Les Juifs de ce temps étaient obsédés par la croyance aux démons et considéraient la maladie comme une forme de possession. Jésus n’a pas cette obsession, mais il ne fait sûrement pas une distinction aussi tranchée que nous entre maladie et possession. C’est qu’en réalité, le démon est derrière toute la misère humaine.
Béelzéboul : c’est le nom d’une ancienne idole, que les juifs utilisaient pour désigner le démon.
27. Tirant la conclusion des exorcismes, Jésus dit : “Le Royaume de Dieu est venu jusqu’à vous”. En réalité, la victoire sur Satan se gagne chaque jour. Notre prière, la prière insistante des communautés chrétiennes, le témoignage de vie et l’action courageuse des chrétiens sont efficaces pour refouler la présence démoniaque dans l’argent, l’exploitation des autres, la drogue ou la frénésie du sexe.
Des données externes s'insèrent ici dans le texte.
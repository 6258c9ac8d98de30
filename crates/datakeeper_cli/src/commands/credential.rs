//! Credential commands.

use super::{CliResult, LocalVault};
use clap::Subcommand;
use datakeeper_core::{parse_id, CredentialPatch, CredentialSecret, UpdateRequest};
use serde_json::{json, Value};

/// Credential subcommands.
#[derive(Debug, Subcommand)]
pub enum CredentialAction {
    /// Store a login / password pair
    Add {
        /// Label, e.g. the site name
        name: String,
        /// Login
        login: String,
        /// Password
        password: String,
    },

    /// Change some fields of a stored credential
    Update {
        /// Record id
        id: String,
        /// New label
        #[arg(long)]
        name: Option<String>,
        /// New login
        #[arg(long)]
        login: Option<String>,
        /// New password
        #[arg(long)]
        password: Option<String>,
    },

    /// Delete a credential
    Rm {
        /// Record id
        id: String,
    },

    /// List credentials
    Ls,
}

/// Runs a credential subcommand.
pub fn run(local: &LocalVault, action: CredentialAction) -> CliResult<Value> {
    let credentials = local.vault.credentials();
    let ctx = &local.ctx;
    let value = match action {
        CredentialAction::Add {
            name,
            login,
            password,
        } => {
            let id = credentials.create(
                ctx,
                CredentialSecret {
                    name,
                    login,
                    password,
                },
            )?;
            json!({ "id": id })
        }
        CredentialAction::Update {
            id,
            name,
            login,
            password,
        } => {
            let patch = CredentialPatch {
                name,
                login,
                password,
            };
            let id = credentials.update(ctx, UpdateRequest::new(parse_id(&id)?, patch))?;
            json!({ "id": id })
        }
        CredentialAction::Rm { id } => {
            let id = credentials.delete(ctx, parse_id(&id)?)?;
            json!({ "id": id })
        }
        CredentialAction::Ls => serde_json::to_value(credentials.list(ctx)?)?,
    };
    Ok(value)
}

#[cfg(test)]
mod tests {
    use super::super::testing::open;
    use super::*;
    use tempfile::tempdir;

    fn add(local: &LocalVault) -> String {
        let value = run(
            local,
            CredentialAction::Add {
                name: "site".into(),
                login: "bob".into(),
                password: "pw1".into(),
            },
        )
        .unwrap();
        value["id"].as_str().unwrap().to_string()
    }

    #[test]
    fn add_update_list_rm() {
        let dir = tempdir().unwrap();
        let local = open(&dir, "bob");
        let id = add(&local);

        run(
            &local,
            CredentialAction::Update {
                id: id.clone(),
                name: None,
                login: None,
                password: Some("pw2".into()),
            },
        )
        .unwrap();

        let listed = run(&local, CredentialAction::Ls).unwrap();
        assert_eq!(
            listed,
            json!([{ "id": id, "name": "site", "login": "bob", "password": "pw2" }])
        );

        run(&local, CredentialAction::Rm { id }).unwrap();
        assert_eq!(run(&local, CredentialAction::Ls).unwrap(), json!([]));
    }

    #[test]
    fn malformed_id_is_rejected() {
        let dir = tempdir().unwrap();
        let local = open(&dir, "bob");
        assert!(run(&local, CredentialAction::Rm { id: "nope".into() }).is_err());
    }

    #[test]
    fn data_survives_reopen() {
        let dir = tempdir().unwrap();
        let id = {
            let local = open(&dir, "bob");
            add(&local)
        };

        let local = open(&dir, "bob");
        let listed = run(&local, CredentialAction::Ls).unwrap();
        assert_eq!(listed[0]["id"], id);
    }
}
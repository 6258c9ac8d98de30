//! Vault facade wiring the usecases to one store.

use crate::config::VaultConfig;
use crate::context::{ContextOwnerResolver, OwnerResolver};
use crate::error::VaultResult;
use crate::keys::KeyRegistry;
use crate::usecase::{
    AccountService, CardService, CredentialService, FileService, IdentityProvider, VaultDeps,
};
use datakeeper_storage::{BlobStore, InMemoryStore, RecordStore};
use std::fmt;
use std::sync::Arc;

/// An encrypted vault.
///
/// Owns the key registry and one instance of every usecase over a single
/// store implementing both [`RecordStore`] and [`BlobStore`].
///
/// # Example
///
/// ```rust
/// use datakeeper_core::{CallContext, CredentialSecret, OwnerKey, Vault};
///
/// let vault = Vault::in_memory().unwrap();
/// vault.keys().set_key("bob", OwnerKey::from("0123456789abcdef"));
///
/// let ctx = CallContext::for_owner("bob");
/// let secret = CredentialSecret {
///     name: "site".into(),
///     login: "bob".into(),
///     password: "pw1".into(),
/// };
/// let id = vault.credentials().create(&ctx, secret.clone()).unwrap();
///
/// let items = vault.credentials().list(&ctx).unwrap();
/// assert_eq!(items[0].id, id);
/// assert_eq!(items[0].secret, secret);
/// ```
#[derive(Clone)]
pub struct Vault {
    config: VaultConfig,
    keys: Arc<KeyRegistry>,
    credentials: CredentialService,
    cards: CardService,
    files: FileService,
}

impl Vault {
    /// Opens a vault over `store`, resolving owners with `resolver`.
    ///
    /// # Errors
    ///
    /// Returns a validation error if the configuration is unusable.
    pub fn new<S>(
        config: VaultConfig,
        store: Arc<S>,
        resolver: Arc<dyn OwnerResolver>,
    ) -> VaultResult<Self>
    where
        S: RecordStore + BlobStore + 'static,
    {
        config.validate()?;

        let keys = Arc::new(KeyRegistry::with_generated_key_len(config.generated_key_len));
        let records: Arc<dyn RecordStore> = store.clone();
        let blobs: Arc<dyn BlobStore> = store;
        let deps = VaultDeps {
            keys: Arc::clone(&keys),
            records,
            resolver,
        };

        Ok(Self {
            credentials: CredentialService::new(deps.clone()),
            cards: CardService::new(deps.clone()),
            files: FileService::new(deps, blobs, &config),
            keys,
            config,
        })
    }

    /// Opens an ephemeral vault with the default configuration.
    ///
    /// Owners are read from the [`CallContext`](crate::CallContext).
    pub fn in_memory() -> VaultResult<Self> {
        Self::new(
            VaultConfig::default(),
            Arc::new(InMemoryStore::new()),
            Arc::new(ContextOwnerResolver),
        )
    }

    /// Returns the configuration.
    #[must_use]
    pub fn config(&self) -> &VaultConfig {
        &self.config
    }

    /// Returns the key registry.
    #[must_use]
    pub fn keys(&self) -> &Arc<KeyRegistry> {
        &self.keys
    }

    /// Credential usecase.
    #[must_use]
    pub fn credentials(&self) -> &CredentialService {
        &self.credentials
    }

    /// Card usecase.
    #[must_use]
    pub fn cards(&self) -> &CardService {
        &self.cards
    }

    /// File usecase.
    #[must_use]
    pub fn files(&self) -> &FileService {
        &self.files
    }

    /// Account usecase backed by `provider`, sharing this vault's keys.
    pub fn accounts(&self, provider: Arc<dyn IdentityProvider>) -> AccountService {
        AccountService::new(Arc::clone(&self.keys), provider)
    }
}

impl fmt::Debug for Vault {
    fn fmt(&self, f: &mut fmt::Formatter<'_>) -> fmt::Result {
        f.debug_struct("Vault")
            .field("config", &self.config)
            .field("keys", &self.keys)
            .finish_non_exhaustive()
    }
}

#[cfg(test)]
mod tests {
    use super::*;
    use crate::context::CallContext;
    use crate::keys::OwnerKey;
    use crate::payload::CardSecret;
    use crate::usecase::UploadFileRequest;
    use datakeeper_storage::FileStore;
    use tempfile::tempdir;

    #[test]
    fn rejects_bad_config() {
        let result = Vault::new(
            VaultConfig::new().generated_key_len(7),
            Arc::new(InMemoryStore::new()),
            Arc::new(ContextOwnerResolver),
        );
        assert!(result.is_err());
    }

    #[test]
    fn generated_keys_follow_config() {
        let vault = Vault::new(
            VaultConfig::new().generated_key_len(16),
            Arc::new(InMemoryStore::new()),
            Arc::new(ContextOwnerResolver),
        )
        .unwrap();
        assert_eq!(vault.keys().generate_key().len(), 16);
    }

    #[test]
    fn file_store_vault_survives_reopen() {
        let dir = tempdir().unwrap();
        let ctx = CallContext::for_owner("bob");
        let key = OwnerKey::from("0123456789abcdef");

        let (card, file) = {
            let store = Arc::new(FileStore::open(dir.path()).unwrap());
            let vault = Vault::new(VaultConfig::default(), store, Arc::new(ContextOwnerResolver)).unwrap();
            vault.keys().set_key("bob", key.clone());

            let card = vault.cards().create(&ctx, CardSecret::default()).unwrap();
            let file = vault
                .files()
                .upload(
                    &ctx,
                    UploadFileRequest {
                        name: "a.txt".into(),
                        format: "txt".into(),
                        bytes: b"test".to_vec(),
                    },
                )
                .unwrap();
            (card, file)
        };

        let store = Arc::new(FileStore::open(dir.path()).unwrap());
        let vault = Vault::new(VaultConfig::default(), store, Arc::new(ContextOwnerResolver)).unwrap();
        assert!(matches!(
            vault.cards().list(&ctx),
            Err(crate::VaultError::KeyNotFound { .. })
        ));

        vault.keys().set_key("bob", key);
        assert_eq!(vault.cards().list(&ctx).unwrap()[0].id, card);
        assert_eq!(vault.files().download(&ctx, file).unwrap().bytes, b"test");
    }
}
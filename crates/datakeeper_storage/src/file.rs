//! Directory-based store for persistent vaults.

use crate::backend::{BlobStore, RecordStore};
use crate::error::{Namespace, StorageError, StorageResult};
use crate::record::{ContentType, FileBlob, RecordId, VaultRecord};
use fs2::FileExt;
use parking_lot::RwLock;
use serde::de::DeserializeOwned;
use serde::Serialize;
use std::fs::{self, File, OpenOptions};
use std::io::{self, Write};
use std::path::{Path, PathBuf};

const RECORDS_DIR: &str = "records";
const BLOBS_DIR: &str = "blobs";
const LOCK_FILE: &str = "vault.lock";

/// A directory-based record and blob store.
///
/// Layout:
///
/// ```text
/// <root>/vault.lock
/// <root>/records/<uuid>.json
/// <root>/blobs/<uuid>.json
/// ```
///
/// # Durability
///
/// Every write goes to a temporary file which is synced and then renamed
/// over the target, so a crash leaves either the old or the new document.
///
/// # Thread Safety
///
/// Access within a process is serialized by an internal lock. Access
/// across processes is prevented by an exclusive lock on `vault.lock`,
/// held for the lifetime of the store.
#[derive(Debug)]
pub struct FileStore {
    root: PathBuf,
    guard: RwLock<()>,
    lock_file: File,
}

impl FileStore {
    /// Opens or creates a store rooted at `root`.
    ///
    /// # Errors
    ///
    /// Returns [`StorageError::Locked`] if another process has the vault
    /// open, or an I/O error if the directories cannot be created.
    pub fn open(root: &Path) -> StorageResult<Self> {
        fs::create_dir_all(root.join(RECORDS_DIR))?;
        fs::create_dir_all(root.join(BLOBS_DIR))?;

        let lock_file = OpenOptions::new()
            .read(true)
            .write(true)
            .create(true)
            .truncate(false)
            .open(root.join(LOCK_FILE))?;
        lock_file
            .try_lock_exclusive()
            .map_err(|_| StorageError::Locked)?;

        tracing::debug!(root = %root.display(), "opened file store");
        Ok(Self {
            root: root.to_path_buf(),
            guard: RwLock::new(()),
            lock_file,
        })
    }

    /// Returns the root directory.
    #[must_use]
    pub fn path(&self) -> &Path {
        &self.root
    }

    fn item_path(&self, namespace: Namespace, id: RecordId) -> PathBuf {
        let dir = match namespace {
            Namespace::Records => RECORDS_DIR,
            Namespace::Blobs => BLOBS_DIR,
        };
        self.root.join(dir).join(format!("{id}.json"))
    }

    fn read_item<T: DeserializeOwned>(
        &self,
        namespace: Namespace,
        id: RecordId,
    ) -> StorageResult<Option<T>> {
        match fs::read(self.item_path(namespace, id)) {
            Ok(bytes) => Ok(Some(serde_json::from_slice(&bytes)?)),
            Err(e) if e.kind() == io::ErrorKind::NotFound => Ok(None),
            Err(e) => Err(e.into()),
        }
    }

    fn write_item<T: Serialize>(
        &self,
        namespace: Namespace,
        id: RecordId,
        item: &T,
    ) -> StorageResult<()> {
        let bytes = serde_json::to_vec(item)?;
        write_atomically(&self.item_path(namespace, id), &bytes)?;
        Ok(())
    }

    fn remove_item(&self, namespace: Namespace, id: RecordId) -> StorageResult<()> {
        fs::remove_file(self.item_path(namespace, id))?;
        Ok(())
    }

    fn list_records(&self) -> StorageResult<Vec<VaultRecord>> {
        let mut records = Vec::new();
        for entry in fs::read_dir(self.root.join(RECORDS_DIR))? {
            let path = entry?.path();
            if path.extension().and_then(|e| e.to_str()) != Some("json") {
                continue;
            }
            let bytes = fs::read(&path)?;
            let record: VaultRecord = serde_json::from_slice(&bytes).map_err(|e| {
                StorageError::Corrupted(format!("{}: {e}", path.display()))
            })?;
            records.push(record);
        }
        Ok(records)
    }
}

impl Drop for FileStore {
    fn drop(&mut self) {
        let _ = FileExt::unlock(&self.lock_file);
    }
}

impl RecordStore for FileStore {
    fn insert(&self, record: &VaultRecord) -> StorageResult<()> {
        let _guard = self.guard.write();
        if self.item_path(Namespace::Records, record.id).exists() {
            return Err(StorageError::already_exists(Namespace::Records, record.id));
        }
        self.write_item(Namespace::Records, record.id, record)
    }

    fn update(&self, record: &VaultRecord) -> StorageResult<()> {
        let _guard = self.guard.write();
        let mut stored: VaultRecord = self
            .read_item(Namespace::Records, record.id)?
            .filter(|s: &VaultRecord| {
                s.matches(&record.owner_id, record.id, record.content_type)
            })
            .ok_or(StorageError::not_found(Namespace::Records, record.id))?;
        stored.cipher_text.clone_from(&record.cipher_text);
        self.write_item(Namespace::Records, record.id, &stored)
    }

    fn delete(&self, owner: &str, id: RecordId, content_type: ContentType) -> StorageResult<()> {
        let _guard = self.guard.write();
        let matched = self
            .read_item::<VaultRecord>(Namespace::Records, id)?
            .is_some_and(|s| s.matches(owner, id, content_type));
        if !matched {
            return Err(StorageError::not_found(Namespace::Records, id));
        }
        self.remove_item(Namespace::Records, id)
    }

    fn get_by_id(
        &self,
        owner: &str,
        id: RecordId,
        content_type: ContentType,
    ) -> StorageResult<VaultRecord> {
        let _guard = self.guard.read();
        self.read_item::<VaultRecord>(Namespace::Records, id)?
            .filter(|s| s.matches(owner, id, content_type))
            .ok_or(StorageError::not_found(Namespace::Records, id))
    }

    fn get_by_owner(
        &self,
        owner: &str,
        content_type: ContentType,
    ) -> StorageResult<Vec<VaultRecord>> {
        let _guard = self.guard.read();
        Ok(self
            .list_records()?
            .into_iter()
            .filter(|r| r.content_type == content_type && r.is_owned_by(owner))
            .collect())
    }
}

impl BlobStore for FileStore {
    fn insert_blob(&self, blob: &FileBlob) -> StorageResult<()> {
        let _guard = self.guard.write();
        if self.item_path(Namespace::Blobs, blob.id).exists() {
            return Err(StorageError::already_exists(Namespace::Blobs, blob.id));
        }
        self.write_item(Namespace::Blobs, blob.id, blob)
    }

    fn delete_blob(&self, owner: &str, id: RecordId) -> StorageResult<()> {
        let _guard = self.guard.write();
        let matched = self
            .read_item::<FileBlob>(Namespace::Blobs, id)?
            .is_some_and(|b| b.is_owned_by(owner));
        if !matched {
            return Err(StorageError::not_found(Namespace::Blobs, id));
        }
        self.remove_item(Namespace::Blobs, id)
    }

    fn get_blob(&self, owner: &str, id: RecordId) -> StorageResult<FileBlob> {
        let _guard = self.guard.read();
        self.read_item::<FileBlob>(Namespace::Blobs, id)?
            .filter(|b| b.is_owned_by(owner))
            .ok_or(StorageError::not_found(Namespace::Blobs, id))
    }
}

/// Writes `bytes` to a sibling temp file, syncs it and renames it over
/// `path`. The temp file is removed again if any step fails.
fn write_atomically(path: &Path, bytes: &[u8]) -> io::Result<()> {
    let tmp = path.with_extension("json.tmp");
    let result = File::create(&tmp)
        .and_then(|mut file| {
            file.write_all(bytes)?;
            file.sync_all()
        })
        .and_then(|()| fs::rename(&tmp, path));
    if result.is_err() {
        let _ = fs::remove_file(&tmp);
    }
    result
}

#[cfg(test)]
mod tests {
    use super::*;
    use tempfile::tempdir;

    #[test]
    fn file_open_creates_layout() {
        let dir = tempdir().unwrap();
        let store = FileStore::open(dir.path()).unwrap();

        assert!(dir.path().join("records").is_dir());
        assert!(dir.path().join("blobs").is_dir());
        assert_eq!(store.path(), dir.path());
    }

    #[test]
    fn file_second_open_is_locked() {
        let dir = tempdir().unwrap();
        let _store = FileStore::open(dir.path()).unwrap();

        let err = FileStore::open(dir.path()).unwrap_err();
        assert!(matches!(err, StorageError::Locked));
    }

    #[test]
    fn file_records_survive_reopen() {
        let dir = tempdir().unwrap();
        let record = VaultRecord::new(RecordId::new(), "bob", ContentType::Card, vec![5; 48]);
        {
            let store = FileStore::open(dir.path()).unwrap();
            store.insert(&record).unwrap();
        }

        let store = FileStore::open(dir.path()).unwrap();
        let found = store.get_by_id("bob", record.id, ContentType::Card).unwrap();
        assert_eq!(found, record);
    }

    #[test]
    fn file_update_and_delete() {
        let dir = tempdir().unwrap();
        let store = FileStore::open(dir.path()).unwrap();
        let mut record = VaultRecord::new(RecordId::new(), "bob", ContentType::Credential, vec![1]);
        store.insert(&record).unwrap();

        record.cipher_text = vec![2, 2];
        store.update(&record).unwrap();
        assert_eq!(
            store
                .get_by_id("bob", record.id, ContentType::Credential)
                .unwrap()
                .cipher_text,
            vec![2, 2]
        );

        assert!(store
            .delete("alice", record.id, ContentType::Credential)
            .unwrap_err()
            .is_not_found());
        store.delete("bob", record.id, ContentType::Credential).unwrap();
        assert!(store
            .get_by_owner("bob", ContentType::Credential)
            .unwrap()
            .is_empty());
    }

    #[test]
    fn file_duplicate_insert_fails() {
        let dir = tempdir().unwrap();
        let store = FileStore::open(dir.path()).unwrap();
        let record = VaultRecord::new(RecordId::new(), "bob", ContentType::File, vec![1]);
        store.insert(&record).unwrap();

        assert!(matches!(
            store.insert(&record).unwrap_err(),
            StorageError::AlreadyExists { .. }
        ));
    }

    #[test]
    fn file_list_reports_corrupt_document() {
        let dir = tempdir().unwrap();
        let store = FileStore::open(dir.path()).unwrap();
        fs::write(
            dir.path().join("records").join(format!("{}.json", RecordId::new())),
            b"{not json",
        )
        .unwrap();

        let err = store.get_by_owner("bob", ContentType::Card).unwrap_err();
        assert!(matches!(err, StorageError::Corrupted(_)));
    }

    #[test]
    fn file_blob_roundtrip() {
        let dir = tempdir().unwrap();
        let store = FileStore::open(dir.path()).unwrap();
        let id = RecordId::new();
        store.insert_blob(&FileBlob::new(id, "bob", vec![0x74; 32])).unwrap();

        assert_eq!(store.get_blob("bob", id).unwrap().cipher_text, vec![0x74; 32]);
        assert!(store.get_blob("eve", id).unwrap_err().is_not_found());
        store.delete_blob("bob", id).unwrap();
        assert!(store.delete_blob("bob", id).unwrap_err().is_not_found());
    }

    #[test]
    fn failed_rename_removes_temp_file() {
        let dir = tempdir().unwrap();
        let target = dir.path().join("item.json");
        fs::create_dir(&target).unwrap();
        fs::write(target.join("occupied"), b"x").unwrap();

        assert!(write_atomically(&target, b"{}").is_err());
        assert!(!dir.path().join("item.json.tmp").exists());
        assert!(target.is_dir());
    }

    #[test]
    fn atomic_write_replaces_target() {
        let dir = tempdir().unwrap();
        let target = dir.path().join("item.json");
        write_atomically(&target, b"old").unwrap();
        write_atomically(&target, b"new").unwrap();

        assert_eq!(fs::read(&target).unwrap(), b"new");
        assert!(!dir.path().join("item.json.tmp").exists());
    }
}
Le Fort est le démon ; et quelle est sa maison ? Jésus va dire que le plus souvent il ne faut pas le chercher chez les possédés mais dans les rumeurs et les propos malveillants des médias.
28. Alors que l’Ancien Testament demandait la peine de mort pour celui qui avait blasphémé, pour sauver l’honneur de Dieu et éviter sa colère sur la communauté, le Dieu que connaît Jésus sait jusqu’où va la bêtise humaine et il ne se sent pas offensé par tant de propos ridicules ou blasphématoires auxquels nos sociétés se sont habituées : il ne se défend pas à la manière des grands de ce monde.
Jésus lui-même accepte d’être critiqué par ceux qui ne comprennent pas sa façon d’agir : c’était le cas de beaucoup de Pharisiens (Mt 12,32). Mais c’était tout autre chose que d’appeler mal ce qui visiblement était bien.
29. Blasplémer (ou calomnier) l’Esprit Saint, c’est attribuer à l’esprit du mal une action qui vient de Dieu. Voir à ce sujet la note en Mt 12,22.